In a fourth spec we'll go through the color idiom, what the standard colors
are, what standard filters an implementation should/could provide, etc. Call
this YAML-COLOR.

Quite a job, right? But it drives home the point we simply can't try to do
it all in one spec. We'll never finalize it; we'll be debating an
YAML-INCREMENTAL-API issue, say, and in the meanwhile we are not releasing a
YAML-CORE spec - because both are included in the same document.

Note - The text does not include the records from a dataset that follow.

//! Catalog of 1-D interpolation kernels.
// Cubic splines follow
// https://github.com/PistonDevelopers/image/blob/2921cd7/src/imageops/sample.rs#L68
// and the sinc/jinc family follows the imageflow weighting code.

use crate::math::{bessel_j1, sinc};
use crate::Error;
#[cfg(not(feature = "std"))]
#[allow(unused_imports)]
use crate::no_std_float::FloatExt;
use core::f64::consts::PI;

/// First zero of `J1(pi * x)`, divided by pi.
const JINC_FIRST_ZERO: f64 = 1.2196698912665046;

/// Shape of an interpolation kernel.
///
/// Every variant is even and peaks at `x = 0`. Evaluation is pure, so one
/// kernel can be shared freely between threads.
#[derive(Debug, Clone, Copy, PartialEq)]
pub enum Kernel {
    /// 1 for `|x| < 0.5`, 0 elsewhere.
    Box,
    /// `max(1 - |x|, 0)`.
    Triangle,
    /// Mitchell-Netravali cubic spline with the given `B`/`C` parameters.
    Cubic {
        /// Blur parameter `B`.
        b: f64,
        /// Ringing parameter `C`.
        c: f64,
    },
    /// Keys cubic convolution with `a = -1`.
    CubicFast,
    /// Plain `sinc`, only truncated by the filter support.
    Sinc,
    /// `sinc(x) * sinc(x / taps)`.
    Lanczos {
        /// Number of lobes of the sinc window.
        taps: f64,
    },
    /// `sinc` windowed by the first lobe of a jinc stretched over `window`.
    Ginseng {
        /// Distance at which the jinc window reaches zero.
        window: f64,
    },
    /// Gaussian bell.
    Gaussian {
        /// Standard deviation.
        sigma: f64,
    },
}

impl Kernel {
    /// Value of the kernel at `x`, ignoring any support cutoff.
    #[inline]
    pub fn eval(&self, x: f64) -> f64 {
        let x = x.abs();
        match *self {
            Kernel::Box => {
                if x < 0.5 {
                    1.0
                } else {
                    0.0
                }
            }
            Kernel::Triangle => f64::max(1.0 - x, 0.0),
            Kernel::Cubic { b, c } => bc_cubic_spline(b, c, x),
            Kernel::CubicFast => cubic_fast(x),
            Kernel::Sinc => sinc(x),
            Kernel::Lanczos { taps } => lanczos(taps, x),
            Kernel::Ginseng { window } => ginseng(window, x),
            Kernel::Gaussian { sigma } => gaussian(x, sigma),
        }
    }

    fn params_valid(&self) -> bool {
        match *self {
            Kernel::Box | Kernel::Triangle | Kernel::CubicFast | Kernel::Sinc => true,
            Kernel::Cubic { b, c } => b.is_finite() && c.is_finite(),
            Kernel::Lanczos { taps: p } | Kernel::Ginseng { window: p } | Kernel::Gaussian { sigma: p } => {
                p.is_finite() && p > 0.0
            }
        }
    }
}

#[inline]
fn bc_cubic_spline(b: f64, c: f64, a: f64) -> f64 {
    let k = if a < 1.0 {
        (12.0 - 9.0 * b - 6.0 * c) * a.powi(3) +
        (-18.0 + 12.0 * b + 6.0 * c) * a.powi(2) +
        (6.0 - 2.0 * b)
    } else if a < 2.0 {
        (-b - 6.0 * c) * a.powi(3) +
        (6.0 * b + 30.0 * c) * a.powi(2) +
        (-12.0 * b - 48.0 * c) * a +
        (8.0 * b + 24.0 * c)
    } else {
        0.0
    };
    k / 6.0
}

#[inline]
fn cubic_fast(a: f64) -> f64 {
    let a2 = a * a;
    if a < 1.0 {
        1.0 - 2.0 * a2 + a2 * a
    } else if a < 2.0 {
        4.0 - 8.0 * a + 5.0 * a2 - a2 * a
    } else {
        0.0
    }
}

#[inline]
fn lanczos(taps: f64, x: f64) -> f64 {
    if x < taps {
        sinc(x) * sinc(x / taps)
    } else {
        0.0
    }
}

#[inline]
fn ginseng(window: f64, x: f64) -> f64 {
    if x == 0.0 {
        return 1.0;
    }
    let t_pi = x * PI;
    let jinc_input = JINC_FIRST_ZERO * t_pi / window;
    let jinc = bessel_j1(jinc_input) / (jinc_input * 0.5);
    jinc * t_pi.sin() / t_pi
}

#[inline]
fn gaussian(x: f64, sigma: f64) -> f64 {
    ((2.0 * PI).sqrt() * sigma).recip() * (-x.powi(2) / (2.0 * sigma.powi(2))).exp()
}

/// Resampling filter: a kernel shape plus the radius beyond which it is zero.
#[derive(Debug, Clone, Copy, PartialEq)]
pub struct Filter {
    kernel: Kernel,
    support: f64,
}

impl Filter {
    /// Create a new filter.
    ///
    /// `support` must be finite and positive, and so must the kernel's
    /// `taps`, `window` or `sigma`.
    ///
    /// # Examples
    ///
    /// ```
    /// use resample_weights::{Filter, Kernel};
    /// let filter = Filter::new(Kernel::Cubic { b: 0.5, c: 0.25 }, 2.0).unwrap();
    /// assert_eq!(filter.evaluate(2.0), 0.0);
    /// ```
    pub fn new(kernel: Kernel, support: f64) -> Result<Filter, Error> {
        if !(support.is_finite() && support > 0.0 && kernel.params_valid()) {
            return Err(Error::InvalidParameters);
        }
        Ok(Filter { kernel, support })
    }

    /// The kernel shape.
    #[inline]
    pub fn kernel(&self) -> Kernel {
        self.kernel
    }

    /// Support radius `W`.
    #[inline]
    pub fn support(&self) -> f64 {
        self.support
    }

    /// Kernel value at `x`; exactly zero for `|x| >= W`.
    #[inline]
    pub fn evaluate(&self, x: f64) -> f64 {
        if x.abs() >= self.support {
            0.0
        } else {
            self.kernel.eval(x)
        }
    }
}

/// Interpolation filter to use.
#[derive(Debug, Clone, Copy, PartialEq)]
#[non_exhaustive]
pub enum Type {
    /// Box (nearest) filter, support 0.5.
    Box,
    /// Triangle (bilinear) filter, support 1.
    Triangle,
    /// Hermite cubic (`B = 0, C = 0`), support 1.
    Hermite,
    /// Catmull-Rom cubic (`B = 0, C = 0.5`).
    CatmullRom,
    /// Mitchell-Netravali cubic (`B = C = 1/3`).
    Mitchell,
    /// Cubic B-spline (`B = 1, C = 0`), blurry but never negative.
    CubicBSpline,
    /// Sharp cubic (`B = 0, C = 1`).
    Cubic,
    /// Keys cubic with `a = -1`.
    CubicFast,
    /// Robidoux cubic, tuned for downscaling.
    Robidoux,
    /// Sharper variant of Robidoux.
    RobidouxSharp,
    /// Sinc-windowed sinc with radius of 2.
    Lanczos2,
    /// Sinc-windowed sinc with radius of 3.
    Lanczos3,
    /// Unwindowed sinc truncated at radius 2.
    RawLanczos2,
    /// Unwindowed sinc truncated at radius 3.
    RawLanczos3,
    /// Jinc-windowed sinc with radius of 3.
    Ginseng,
    /// Gaussian with standard deviation 0.5, truncated at radius 3.
    Gaussian,
    /// Resize using custom filter.
    Custom(Filter),
}

impl Type {
    /// Every built-in preset, in declaration order.
    pub const PRESETS: [Type; 16] = [
        Type::Box,
        Type::Triangle,
        Type::Hermite,
        Type::CatmullRom,
        Type::Mitchell,
        Type::CubicBSpline,
        Type::Cubic,
        Type::CubicFast,
        Type::Robidoux,
        Type::RobidouxSharp,
        Type::Lanczos2,
        Type::Lanczos3,
        Type::RawLanczos2,
        Type::RawLanczos3,
        Type::Ginseng,
        Type::Gaussian,
    ];

    /// The kernel and support radius this type stands for.
    pub fn filter(self) -> Filter {
        let (kernel, support) = match self {
            Type::Box           => (Kernel::Box, 0.5),
            Type::Triangle      => (Kernel::Triangle, 1.0),
            Type::Hermite       => (Kernel::Cubic { b: 0.0, c: 0.0 }, 1.0),
            Type::CatmullRom    => (Kernel::Cubic { b: 0.0, c: 0.5 }, 2.0),
            Type::Mitchell      => (Kernel::Cubic { b: 1.0 / 3.0, c: 1.0 / 3.0 }, 2.0),
            Type::CubicBSpline  => (Kernel::Cubic { b: 1.0, c: 0.0 }, 2.0),
            Type::Cubic         => (Kernel::Cubic { b: 0.0, c: 1.0 }, 2.0),
            Type::CubicFast     => (Kernel::CubicFast, 2.0),
            Type::Robidoux      => (Kernel::Cubic { b: 0.3782157550939987, c: 0.3108921224530007 }, 2.0),
            Type::RobidouxSharp => (Kernel::Cubic { b: 0.2620145123990142, c: 0.3689927438004929 }, 2.0),
            Type::Lanczos2      => (Kernel::Lanczos { taps: 2.0 }, 2.0),
            Type::Lanczos3      => (Kernel::Lanczos { taps: 3.0 }, 3.0),
            Type::RawLanczos2   => (Kernel::Sinc, 2.0),
            Type::RawLanczos3   => (Kernel::Sinc, 3.0),
            Type::Ginseng       => (Kernel::Ginseng { window: 3.0 }, 3.0),
            Type::Gaussian      => (Kernel::Gaussian { sigma: 0.5 }, 3.0),
            Type::Custom(f)     => return f,
        };
        Filter { kernel, support }
    }
}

>   b) We state the obvious in the spec -- adding items
>      to a map will, in almost every case, be a safe
>      addition and unlikely to break programs depending
>      upon its structure.

Agreed. This is a YAML-COLOR issue. Keep it out of YAML-CORE, except maybe a
passing statement.

>   c) We state that promoting a scalar to a map or list 
>      may only be supported by particular programs and that
>      this technique must be used with caution.  We can 
>      underscore those cases where a structual upgrade 
>      will work, when the applications accessing the
>      information:

Agreed. Again, a YAML-COLOR spec issue.

>     1) are written to use the visitor/iterator 
>        interface and not dependent on a particular
>        in-memory representation; or

That is, are written using the Incremental API.

>     2) are written in languages which use a 
>        YamlNode instead of native data structures; or

Just another form of the Incremental API (I should hope). I claim that
YamlNode should be the basis for the push API (the visitor visits such
nodes) and hence the pull API (keep a stack of YamlNode, for example).

>     3) are written to use the (w/v) methods as 
>        described.

That is, using the add-on from the Native API. Yes.

>   d) We also talk about the "standard" colors, such
>      as class, comments, classes.  And we discuss the
>      base filters, in particular, how the standard
>      colors can be added (with approprite promotions)
>      and used with unexpecting older code if the
>      appropriate stripper is used...

Definitely YAML-COLOR.

> Overall, I think it is important to underscore that the
> w/v mechanism is optional.  Most users of YAML will 
> use them if they are "libraries" and don't have control
> of the YAML.  However, one-offs probably won't.  Proper
> filters, of course, would have to be written robustly.

I'd want v/w to be a "must" part of the Native API, in the sense that "you
aren't YAML if you don't provide them" (they are trivial enough to
implement). But they are clearly optional in the sense that you don't have
to use them.

> On the subject of encoding.  I'm starting to like the
> idea of using a ^ indicator for this purpose.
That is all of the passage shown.